Among the entries, which lines carry the string "WarnLevel"? Copy every one.

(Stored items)
_ _ _ _

//! Requirement extraction and the specification validation policy.
//!
//! Extraction never fails: a document without matches yields empty
//! sequences. Whether that is acceptable is decided by [`validate_spec`],
//! which callers run before handing the extraction to later stages.

use crate::config::WarnLevel;
use crate::error::RoadmapError;
use crate::types::RequirementKind;
use regex::Regex;
use serde::{Deserialize, Serialize};
use std::sync::OnceLock;

/// Content must be strictly longer than this many characters.
pub const MIN_CONTENT_LEN: usize = 100;

// ---------------------------------------------------------------------------
// Patterns
// ---------------------------------------------------------------------------

static TITLE_RE: OnceLock<Regex> = OnceLock::new();
static REQUIREMENT_RE: OnceLock<Regex> = OnceLock::new();
static REQUIREMENT_PRESENCE_RE: OnceLock<Regex> = OnceLock::new();
static IN_SCOPE_RE: OnceLock<Regex> = OnceLock::new();
static OUT_SCOPE_RE: OnceLock<Regex> = OnceLock::new();
static DEPENDENCIES_RE: OnceLock<Regex> = OnceLock::new();
static BULLET_RE: OnceLock<Regex> = OnceLock::new();
static RISK_RE: OnceLock<Regex> = OnceLock::new();
static CRITERIA_RE: OnceLock<Regex> = OnceLock::new();

fn title_re() -> &'static Regex {
    TITLE_RE.get_or_init(|| Regex::new(r"(?m)^# (.+)$").unwrap())
}

fn requirement_re() -> &'static Regex {
    REQUIREMENT_RE.get_or_init(|| {
        Regex::new(r"(?m)^[ \t]*(?:#{2,6}[ \t]+|[-*][ \t]+)?(N?FR)-(\d{3}):[ \t]*(.+)$").unwrap()
    })
}

fn requirement_presence_re() -> &'static Regex {
    REQUIREMENT_PRESENCE_RE.get_or_init(|| {
        Regex::new(
            r"(?m)^(?:## Requirements|## Functional Requirements|## FR-|## NFR-|- FR-\d{3}:|- NFR-\d{3}:)",
        )
        .unwrap()
    })
}

fn in_scope_re() -> &'static Regex {
    IN_SCOPE_RE.get_or_init(|| Regex::new(r"(?m)^#{2,3} In Scope").unwrap())
}

fn out_scope_re() -> &'static Regex {
    OUT_SCOPE_RE.get_or_init(|| Regex::new(r"(?m)^#{2,3} Out of Scope").unwrap())
}

fn dependencies_re() -> &'static Regex {
    DEPENDENCIES_RE.get_or_init(|| Regex::new(r"^#{2,3} Dependencies\b").unwrap())
}

fn bullet_re() -> &'static Regex {
    BULLET_RE.get_or_init(|| Regex::new(r"^[ \t]*[-*][ \t]+(.+)$").unwrap())
}

fn risk_re() -> &'static Regex {
    RISK_RE.get_or_init(|| Regex::new(r"\bR-(\d{3})\b").unwrap())
}

fn criteria_re() -> &'static Regex {
    CRITERIA_RE.get_or_init(|| Regex::new(r"(?m)^[ \t]*- \[ \] (.+)$").unwrap())
}

// ---------------------------------------------------------------------------
// Requirement
// ---------------------------------------------------------------------------

#[derive(Debug, Clone, PartialEq, Eq, Serialize, Deserialize)]
pub struct Requirement {
    pub id: String,
    pub kind: RequirementKind,
    pub description: String,
}

// ---------------------------------------------------------------------------
// Extraction
// ---------------------------------------------------------------------------

#[derive(Debug, Clone, PartialEq, Eq, Serialize, Deserialize)]
pub struct Extraction {
    pub title: String,
    /// False when `title` is the caller's placeholder.
    pub has_title: bool,
    /// Functional and non-functional requirements in document order.
    pub requirements: Vec<Requirement>,
    pub has_in_scope: bool,
    pub has_out_of_scope: bool,
    pub dependencies: Vec<String>,
    pub risks: Vec<String>,
    pub success_criteria: Vec<String>,
}

impl Extraction {
    pub fn functional(&self) -> impl Iterator<Item = &Requirement> {
        self.of_kind(RequirementKind::Functional)
    }

    pub fn non_functional(&self) -> impl Iterator<Item = &Requirement> {
        self.of_kind(RequirementKind::NonFunctional)
    }

    fn of_kind(&self, kind: RequirementKind) -> impl Iterator<Item = &Requirement> {
        self.requirements.iter().filter(move |r| r.kind == kind)
    }

    pub fn requirement_count(&self) -> usize {
        self.requirements.len()
    }

    pub fn has_scope_boundaries(&self) -> bool {
        self.has_in_scope && self.has_out_of_scope
    }
}

/// Extract every structured element from a specification document.
/// `fallback_title` is used verbatim when the document has no `# ` heading.
pub fn extract(content: &str, fallback_title: &str) -> Extraction {
    let heading = title_re()
        .captures(content)
        .map(|c| c[1].trim().to_string())
        .filter(|t| !t.is_empty());

    let requirements = requirement_re()
        .captures_iter(content)
        .map(|c| {
            let kind = if &c[1] == "NFR" {
                RequirementKind::NonFunctional
            } else {
                RequirementKind::Functional
            };
            Requirement {
                id: format!("{}-{}", kind.prefix(), &c[2]),
                kind,
                description: c[3].trim().to_string(),
            }
        })
        .collect();

    let risks = risk_re()
        .captures_iter(content)
        .map(|c| format!("R-{}", &c[1]))
        .collect();

    let success_criteria = criteria_re()
        .captures_iter(content)
        .map(|c| c[1].trim().to_string())
        .collect();

    Extraction {
        has_title: heading.is_some(),
        title: heading.unwrap_or_else(|| fallback_title.to_string()),
        requirements,
        has_in_scope: in_scope_re().is_match(content),
        has_out_of_scope: out_scope_re().is_match(content),
        dependencies: dependency_items(content),
        risks,
        success_criteria,
    }
}

/// Bullet items under a `## Dependencies` heading, up to the next heading.
fn dependency_items(content: &str) -> Vec<String> {
    let mut items = Vec::new();
    let mut in_section = false;
    for line in content.lines() {
        if line.starts_with('#') {
            in_section = dependencies_re().is_match(line);
            continue;
        }
        if in_section {
            if let Some(c) = bullet_re().captures(line) {
                let item = c[1].trim();
                if !item.is_empty() {
                    items.push(item.to_string());
                }
            }
        }
    }
    items
}

// ---------------------------------------------------------------------------
// Validation policy
// ---------------------------------------------------------------------------

#[derive(Debug, Clone, Copy, PartialEq, Eq, Serialize, Deserialize)]
#[serde(rename_all = "snake_case")]
pub enum IssueKind {
    SpecEmpty,
    SpecTooShort,
    NoTitleFound,
    NoRequirementsFound,
}

#[derive(Debug, Clone, PartialEq, Eq, Serialize, Deserialize)]
pub struct SpecIssue {
    pub kind: IssueKind,
    pub level: WarnLevel,
    pub message: String,
}

impl SpecIssue {
    fn new(kind: IssueKind, level: WarnLevel, err: RoadmapError) -> Self {
        Self {
            kind,
            level,
            message: err.to_string(),
        }
    }
}

#[derive(Debug, Clone, PartialEq, Eq, Serialize, Deserialize)]
pub struct SpecReport {
    pub length: usize,
    pub issues: Vec<SpecIssue>,
}

impl SpecReport {
    /// True when no error-level issue was found. Warnings do not block.
    pub fn is_ok(&self) -> bool {
        self.first_error().is_none()
    }

    pub fn first_error(&self) -> Option<&SpecIssue> {
        self.issues.iter().find(|i| i.level == WarnLevel::Error)
    }

    pub fn has(&self, kind: IssueKind) -> bool {
        self.issues.iter().any(|i| i.kind == kind)
    }

    /// The first error-level issue as a [`RoadmapError`], for callers that
    /// must stop before scoring.
    pub fn blocking_error(&self) -> Option<RoadmapError> {
        self.first_error().map(|issue| match issue.kind {
            IssueKind::SpecEmpty => RoadmapError::SpecEmpty,
            IssueKind::SpecTooShort => RoadmapError::SpecTooShort {
                len: self.length,
                min: MIN_CONTENT_LEN,
            },
            IssueKind::NoTitleFound => RoadmapError::NoTitleFound,
            IssueKind::NoRequirementsFound => RoadmapError::NoRequirementsFound,
        })
    }
}

/// Run the ordered content checks: non-empty, minimum length (warning),
/// title heading (warning), at least one requirement pattern (error).
/// An empty document stops after the first check.
pub fn validate_spec(content: &str) -> SpecReport {
    let length = content.chars().count();
    let mut issues = Vec::new();

    if content.trim().is_empty() {
        issues.push(SpecIssue::new(
            IssueKind::SpecEmpty,
            WarnLevel::Error,
            RoadmapError::SpecEmpty,
        ));
        return SpecReport { length, issues };
    }

    if length <= MIN_CONTENT_LEN {
        issues.push(SpecIssue::new(
            IssueKind::SpecTooShort,
            WarnLevel::Warning,
            RoadmapError::SpecTooShort {
                len: length,
                min: MIN_CONTENT_LEN,
            },
        ));
    }

    if !title_re().is_match(content) {
        issues.push(SpecIssue::new(
            IssueKind::NoTitleFound,
            WarnLevel::Warning,
            RoadmapError::NoTitleFound,
        ));
    }

    if !requirement_presence_re().is_match(content) && !requirement_re().is_match(content) {
        issues.push(SpecIssue::new(
            IssueKind::NoRequirementsFound,
            WarnLevel::Error,
            RoadmapError::NoRequirementsFound,
        ));
    }

    SpecReport { length, issues }
}

// ---------------------------------------------------------------------------
// Tests
// ---------------------------------------------------------------------------
use crate::cmd::load_config;
use crate::output::print_json;
use clap::{ArgGroup, Args};
use roadmap_core::score::{aggregate_outcomes, next_step, parse_reviewer_score, ReviewerOutcome, RevisionStep};
use std::path::Path;

#[derive(Args)]
#[command(
    group(ArgGroup::new("quality_source").required(true).args(["quality", "quality_raw", "quality_timeout"])),
    group(ArgGroup::new("review_source").required(true).args(["review", "review_raw", "review_timeout"]))
)]
pub struct ScoreArgs {
    /// Quality reviewer score (0-100)
    #[arg(long, value_parser = clap::value_parser!(u32).range(0..=100))]
    quality: Option<u32>,
    /// Raw quality reviewer reply; the first integer is taken as the score
    #[arg(long)]
    quality_raw: Option<String>,
    /// The quality reviewer timed out
    #[arg(long)]
    quality_timeout: bool,

    /// Self-review score (0-100)
    #[arg(long, value_parser = clap::value_parser!(u32).range(0..=100))]
    review: Option<u32>,
    /// Raw self-review reply; the first integer is taken as the score
    #[arg(long)]
    review_raw: Option<String>,
    /// The self-review timed out
    #[arg(long)]
    review_timeout: bool,

    /// Revision iterations already performed
    #[arg(long, default_value_t = 0)]
    iteration: u32,
}

fn outcome(score: Option<u32>, raw: Option<&str>, timed_out: bool) -> ReviewerOutcome {
    if timed_out {
        ReviewerOutcome::Timeout
    } else if let Some(raw) = raw {
        parse_reviewer_score(raw)
    } else {
        score.map_or(ReviewerOutcome::ParseFailure, ReviewerOutcome::Scored)
    }
}

fn describe(step: RevisionStep) -> String {
    match step {
        RevisionStep::Proceed => "proceed".to_string(),
        RevisionStep::Revise { iteration } => format!("revise (iteration {iteration})"),
        RevisionStep::AcceptWithWarning => "accept with warning".to_string(),
        RevisionStep::Reject => "reject".to_string(),
    }
}

pub fn run(root: &Path, config: Option<&Path>, args: ScoreArgs, json: bool) -> anyhow::Result<()> {
    let config = load_config(root, config)?;
    let quality = outcome(args.quality, args.quality_raw.as_deref(), args.quality_timeout);
    let review = outcome(args.review, args.review_raw.as_deref(), args.review_timeout);

    let result = aggregate_outcomes(quality, review, &config.validation);
    let step = next_step(result.decision, args.iteration, &config.validation);

    if json {
        let value = serde_json::json!({
            "quality_outcome": quality,
            "review_outcome": review,
            "result": result,
            "next_step": step,
        });
        return print_json(&value);
    }

    let note = |o: ReviewerOutcome| match o {
        ReviewerOutcome::Scored(_) => "",
        ReviewerOutcome::ParseFailure => " (parse failure default)",
        ReviewerOutcome::Timeout => " (timeout default)",
    };
    println!("Quality:   {}{}", result.quality_score, note(quality));
    println!("Review:    {}{}", result.review_score, note(review));
    println!("Final:     {}", result.final_score);
    println!("Decision:  {}", result.decision);
    println!("Next:      {}", describe(step));
    Ok(())
}

#[cfg(test)]
mod tests {
    use super::*;

    #[test]
    fn timeout_beats_other_sources() {
        assert_eq!(outcome(Some(90), None, true), ReviewerOutcome::Timeout);
    }

    #[test]
    fn raw_reply_is_parsed() {
        assert_eq!(
            outcome(None, Some("Score: 77/100"), false),
            ReviewerOutcome::Scored(77)
        );
        assert_eq!(outcome(None, Some("n/a"), false), ReviewerOutcome::ParseFailure);
    }

    #[test]
    fn step_descriptions() {
        assert_eq!(describe(RevisionStep::Revise { iteration: 2 }), "revise (iteration 2)");
        assert_eq!(describe(RevisionStep::AcceptWithWarning), "accept with warning");
    }
}
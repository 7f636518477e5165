use serde::Serialize;

pub fn print_json<T: Serialize>(value: &T) -> anyhow::Result<()> {
    let json = serde_json::to_string_pretty(value)?;
    println!("{json}");
    Ok(())
}

pub fn print_table(headers: &[&str], rows: Vec<Vec<String>>) {
    let mut widths: Vec<usize> = headers.iter().map(|h| h.len()).collect();
    for row in &rows {
        for (i, cell) in row.iter().enumerate() {
            if i < widths.len() {
                widths[i] = widths[i].max(cell.len());
            }
        }
    }

    let header_row: Vec<String> = headers
        .iter()
        .enumerate()
        .map(|(i, h)| format!("{:width$}", h, width = widths[i]))
        .collect();
    println!("{}", header_row.join("  ").trim_end());

    let sep: Vec<String> = widths.iter().map(|&w| "-".repeat(w)).collect();
    println!("{}", sep.join("  "));

    for row in &rows {
        let cells: Vec<String> = row
            .iter()
            .enumerate()
            .map(|(i, cell)| {
                let w = widths.get(i).copied().unwrap_or(0);
                format!("{:width$}", cell, width = w)
            })
            .collect();
        println!("{}", cells.join("  ").trim_end());
    }
}

/// `0.5499999` → `0.55`.
pub fn fmt_score(score: f64) -> String {
    format!("{score:.2}")
}

/// `19.6078` → `19.6%`.
pub fn fmt_percent(percent: f64) -> String {
    format!("{percent:.1}%")
}

/// `a, b` or `(none)`.
pub fn fmt_list(items: &[String]) -> String {
    if items.is_empty() {
        "(none)".to_string()
    } else {
        items.join(", ")
    }
}
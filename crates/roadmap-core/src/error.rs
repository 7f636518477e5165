use std::path::PathBuf;
use thiserror::Error;

#[derive(Debug, Error)]
pub enum RoadmapError {
    #[error("Specification file not found: {}", .0.display())]
    SpecNotFound(PathBuf),

    #[error("Specification file is empty")]
    SpecEmpty,

    #[error("specification is too short: {len} characters (minimum {min})")]
    SpecTooShort { len: usize, min: usize },

    #[error("no title heading ('# Title') found in specification")]
    NoTitleFound,

    #[error("No requirements found in specification")]
    NoRequirementsFound,

    #[error("parse failure: {0}")]
    ParseFailure(String),

    #[error("invalid configuration: {0}")]
    InvalidConfig(String),

    #[error("config file not found: {}", .0.display())]
    ConfigNotFound(PathBuf),

    #[error("home directory not found: set HOME environment variable")]
    HomeNotFound,

    #[error(transparent)]
    Io(#[from] std::io::Error),

    #[error(transparent)]
    Yaml(#[from] serde_yaml::Error),
}

pub type Result<T> = std::result::Result<T, RoadmapError>;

_ _ _ _

Answer space.
use crate::config::WarnLevel;
    pub level: WarnLevel,
    fn new(kind: IssueKind, level: WarnLevel, err: RoadmapError) -> Self {
        self.issues.iter().find(|i| i.level == WarnLevel::Error)
            WarnLevel::Error,
            WarnLevel::Warning,
            WarnLevel::Warning,
            WarnLevel::Error,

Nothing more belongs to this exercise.